The current loss of biodiversity is being referred to by scientists as the “sixth mass extinction”, which shows how serious it is. We explain how we poach and kill animals for their body parts; how we tear down their forest habitats; how we pollute the oceans with plastics and heavy metals; how we devastate habitats and contaminate groundwater by mining and drilling; how we burn fossil fuels to create climate change. This depletion of the animal and plant kingdoms is a clear sign that we’re living in the Anthropocene Epoch.
Without Biodiversity, Earth Would Be Uninhabitable
Biodiversity means “variety of living things”, so loss of biodiversity describes any reduction in this variety, or the extinction of any species. Although new plants and animals are being discovered all the time, thus ‘compensating’ to some extent for those who become extinct, we do not know enough about the overall numbers of species to talk about net losses or net gains.
Biodiversity is as important as the air we breathe, the water we drink and the food we eat. This is because the availability of these critical necessities — oxygen, freshwater and food — depends ultimately on plants and animals. Without plants, for example, human life would be impossible.
But without insects and animals to pollinate them and spread their seeds, plants would cease to thrive. What’s more, the cycle of life — during which plants and animals recycle chemicals and nutrients into the air and soil when they’re alive and also when they die — examples include the water cycle and the carbon cycle — makes the biosphere a self-supporting and self-regulating system.
In short, any significant loss of biodiversity — particularly among primary producers like plants and phytoplankton — would have serious knock-on effects across the globe. Without its amazing variety of living things, our planet would quickly become uninhabitable.
In view of the fact that any serious loss of wildlife could constitute one of the biosphere’s climate tipping points, it’s surprising that so few studies have been conducted on the knock-on effects of such an event.
In This Article:
- Without Biodiversity, Earth Would Be Uninhabitable
- What Causes Loss of Biodiversity?
- Have We Entered The Anthropocene Epoch?

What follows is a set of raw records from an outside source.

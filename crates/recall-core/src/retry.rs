//! ============================================================================
//! Retry Logic - Exponential Backoff for Downstream Tiers
//! ============================================================================
//! Shared by the background flush loop and the index workers:
//! - Exponential backoff with jitter between attempts
//! - Error classification (retryable vs permanent)
//! - Bounded async retry helper
//! ============================================================================

use rand::Rng;
use std::future::Future;
use std::time::Duration;
use tokio::time::sleep;
use tracing::{debug, warn};

/// Configuration for downstream retry behavior
#[derive(Debug, Clone)]
pub struct RetryConfig {
    /// Maximum number of attempts for a single operation
    pub max_attempts: u32,
    /// Base delay between retries (will be multiplied by 2^attempt)
    pub base_delay_ms: u64,
    /// Maximum delay between retries
    pub max_delay_ms: u64,
    /// Whether to add jitter to delays
    pub jitter: bool,
}

impl Default for RetryConfig {
    fn default() -> Self {
        Self {
            max_attempts: 5,
            base_delay_ms: 200,
            max_delay_ms: 10_000,
            jitter: true,
        }
    }
}

/// Error classification for retry decisions
#[derive(Debug, Clone, Copy, PartialEq)]
pub enum ErrorKind {
    /// Error is likely transient, should retry
    Retryable,
    /// Error is permanent, don't retry
    Permanent,
    /// Backend is shedding load, back off at the maximum delay
    Overloaded,
}

/// Classify an error message to determine if retry is appropriate
pub fn classify_error(error: &str) -> ErrorKind {
    let lower = error.to_lowercase();

    if lower.contains("rate limit")
        || lower.contains("too many requests")
        || lower.contains("429")
        || lower.contains("database is locked")
        || lower.contains("busy")
    {
        return ErrorKind::Overloaded;
    }

    // Schema or data problems will fail the same way every time
    if lower.contains("dimension")
        || lower.contains("constraint failed")
        || lower.contains("no such table")
        || lower.contains("malformed")
        || lower.contains("invalid")
        || lower.contains("not found")
    {
        return ErrorKind::Permanent;
    }

    ErrorKind::Retryable
}

/// Calculate delay with exponential backoff and optional jitter
pub fn calculate_delay(attempt: u32, config: &RetryConfig) -> Duration {
    let multiplier = 2u64.saturating_pow(attempt.min(63));
    let base_delay = config.base_delay_ms.saturating_mul(multiplier);
    let capped_delay = base_delay.min(config.max_delay_ms);

    let final_delay = if config.jitter {
        // Add random jitter (0-50% of delay)
        let jitter_factor = 1.0 + rand::thread_rng().gen_range(0.0..0.5);
        (capped_delay as f64 * jitter_factor) as u64
    } else {
        capped_delay
    };

    Duration::from_millis(final_delay)
}

/// Run `op` until it succeeds, fails permanently, or attempts run out.
/// Returns the last error when giving up.
pub async fn retry_async<T, F, Fut>(config: &RetryConfig, label: &str, mut op: F) -> anyhow::Result<T>
where
    F: FnMut() -> Fut,
    Fut: Future<Output = anyhow::Result<T>>,
{
    let attempts = config.max_attempts.max(1);
    let mut attempt = 0;

    loop {
        match op().await {
            Ok(value) => {
                if attempt > 0 {
                    debug!("{} succeeded on attempt {}", label, attempt + 1);
                }
                return Ok(value);
            }
            Err(e) => {
                let kind = classify_error(&e.to_string());
                attempt += 1;

                if kind == ErrorKind::Permanent || attempt >= attempts {
                    warn!(
                        "{} giving up after {} attempt(s) ({:?}): {}",
                        label, attempt, kind, e
                    );
                    return Err(e);
                }

                let delay = match kind {
                    ErrorKind::Overloaded => Duration::from_millis(config.max_delay_ms),
                    _ => calculate_delay(attempt - 1, config),
                };
                warn!(
                    "{} attempt {} failed ({:?}), retrying in {:?}: {}",
                    label, attempt, kind, delay, e
                );
                sleep(delay).await;
            }
        }
    }
}

#[cfg(test)]
mod tests {
    use super::*;
    use std::sync::atomic::{AtomicU32, Ordering};

    fn fast_config() -> RetryConfig {
        RetryConfig {
            max_attempts: 3,
            base_delay_ms: 1,
            max_delay_ms: 2,
            jitter: false,
        }
    }

    #[test]
    fn test_error_classification() {
        assert_eq!(classify_error("connection refused"), ErrorKind::Retryable);
        assert_eq!(classify_error("database is locked"), ErrorKind::Overloaded);
        assert_eq!(classify_error("HTTP 429 Too Many Requests"), ErrorKind::Overloaded);
        assert_eq!(
            classify_error("vector dimension mismatch: expected 384, got 3"),
            ErrorKind::Permanent
        );
        assert_eq!(classify_error("unknown error xyz"), ErrorKind::Retryable);
    }

    #[test]
    fn test_calculate_delay() {
        let config = RetryConfig {
            jitter: false,
            base_delay_ms: 500,
            ..Default::default()
        };

        assert_eq!(calculate_delay(0, &config), Duration::from_millis(500));
        assert_eq!(calculate_delay(1, &config), Duration::from_millis(1000));
        assert_eq!(calculate_delay(3, &config), Duration::from_millis(4000));
        assert_eq!(calculate_delay(10, &config), Duration::from_millis(10000));
        assert_eq!(calculate_delay(200, &config), Duration::from_millis(10000));
    }

    #[test]
    fn test_calculate_delay_with_jitter() {
        let config = RetryConfig {
            jitter: true,
            base_delay_ms: 1000,
            max_delay_ms: 10000,
            ..Default::default()
        };

        for _ in 0..10 {
            let delay = calculate_delay(0, &config);
            assert!(delay >= Duration::from_millis(1000));
            assert!(delay <= Duration::from_millis(1500));
        }
    }

    #[tokio::test]
    async fn test_retry_recovers_from_transient_errors() {
        let calls = AtomicU32::new(0);
        let result = retry_async(&fast_config(), "flaky", || {
            let n = calls.fetch_add(1, Ordering::SeqCst);
            async move {
                if n < 2 {
                    Err(anyhow::anyhow!("connection reset"))
                } else {
                    Ok(n)
                }
            }
        })
        .await;

        assert_eq!(result.unwrap(), 2);
        assert_eq!(calls.load(Ordering::SeqCst), 3);
    }

    #[tokio::test]
    async fn test_retry_stops_on_permanent_error() {
        let calls = AtomicU32::new(0);
        let result: anyhow::Result<()> = retry_async(&fast_config(), "bad", || {
            calls.fetch_add(1, Ordering::SeqCst);
            async { Err(anyhow::anyhow!("invalid payload")) }
        })
        .await;

        assert!(result.is_err());
        assert_eq!(calls.load(Ordering::SeqCst), 1);
    }

    #[tokio::test]
    async fn test_retry_gives_up_after_max_attempts() {
        let calls = AtomicU32::new(0);
        let result: anyhow::Result<()> = retry_async(&fast_config(), "down", || {
            calls.fetch_add(1, Ordering::SeqCst);
            async { Err(anyhow::anyhow!("connection refused")) }
        })
        .await;

        assert!(result.is_err());
        assert_eq!(calls.load(Ordering::SeqCst), 3);
    }
}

- Are We Facing a Catastrophic Loss of Biodiversity?
- Convention On Biological Diversity (CBD)
- References
What Causes Loss of Biodiversity?
We do. That’s right, we humans are the culprits. We are the biggest threat to animals and plants and the biomes in which they live. We are the new super-predator.
We poach and kill animals for their body parts
In Africa, poachers kill an average of 96 elephants each day for their ivory. (Source: Wildlife Conservation Society.) Over the same 24-hour period, they kill an average of three rhinos. (Source: One Green Planet.) Each year, we kill more than 100 million sharks to make shark-fin soup. (Source: World Wildlife Fund.)
We tear down their forest habitats
As many as 70 percent of all plant and animal species live in forests. Up to 28,000 species can disappear by 2045 due to deforestation and degradation of habitat. (Source: The World Counts.)
We introduce invasive species of plants and animals that wipe out local species
Over 40 percent of threatened or endangered species are at risk to due invasive species. (Source: The National Wildlife Federation.)
We pollute the oceans with plastics
Plastic pollution, which has increased tenfold since 1980, has been found in all parts of the ocean, from shallow coastal waters down to the bottom of the 36,000-foot Mariana Trench. (Source: IPBES 2019 Global Assessment Report.) An estimated 90 million tonnes of plastic — including 5 trillion pieces of microplastic — enter the oceans each year. According to recent studies that examined marine species for pollution, pieces of plastic were found in marine turtles (100 percent), whales (59 percent), seals (36 percent) and seabirds (40 percent). For more about the damage we’re causing to marine ecosystems, see: Ocean Acidification from CO2 Overdose
We pollute the oceans with heavy metals and other chemicals
Around 300–400 million tons of heavy metals, solvents, and other toxic slurry from industrial plants are dumped annually into the world’s oceans. (Source: IPBES 2019 Global Assessment Report.) And until the practice was legally banned in 1994, much of our nuclear waste was dumped in the ocean, as well.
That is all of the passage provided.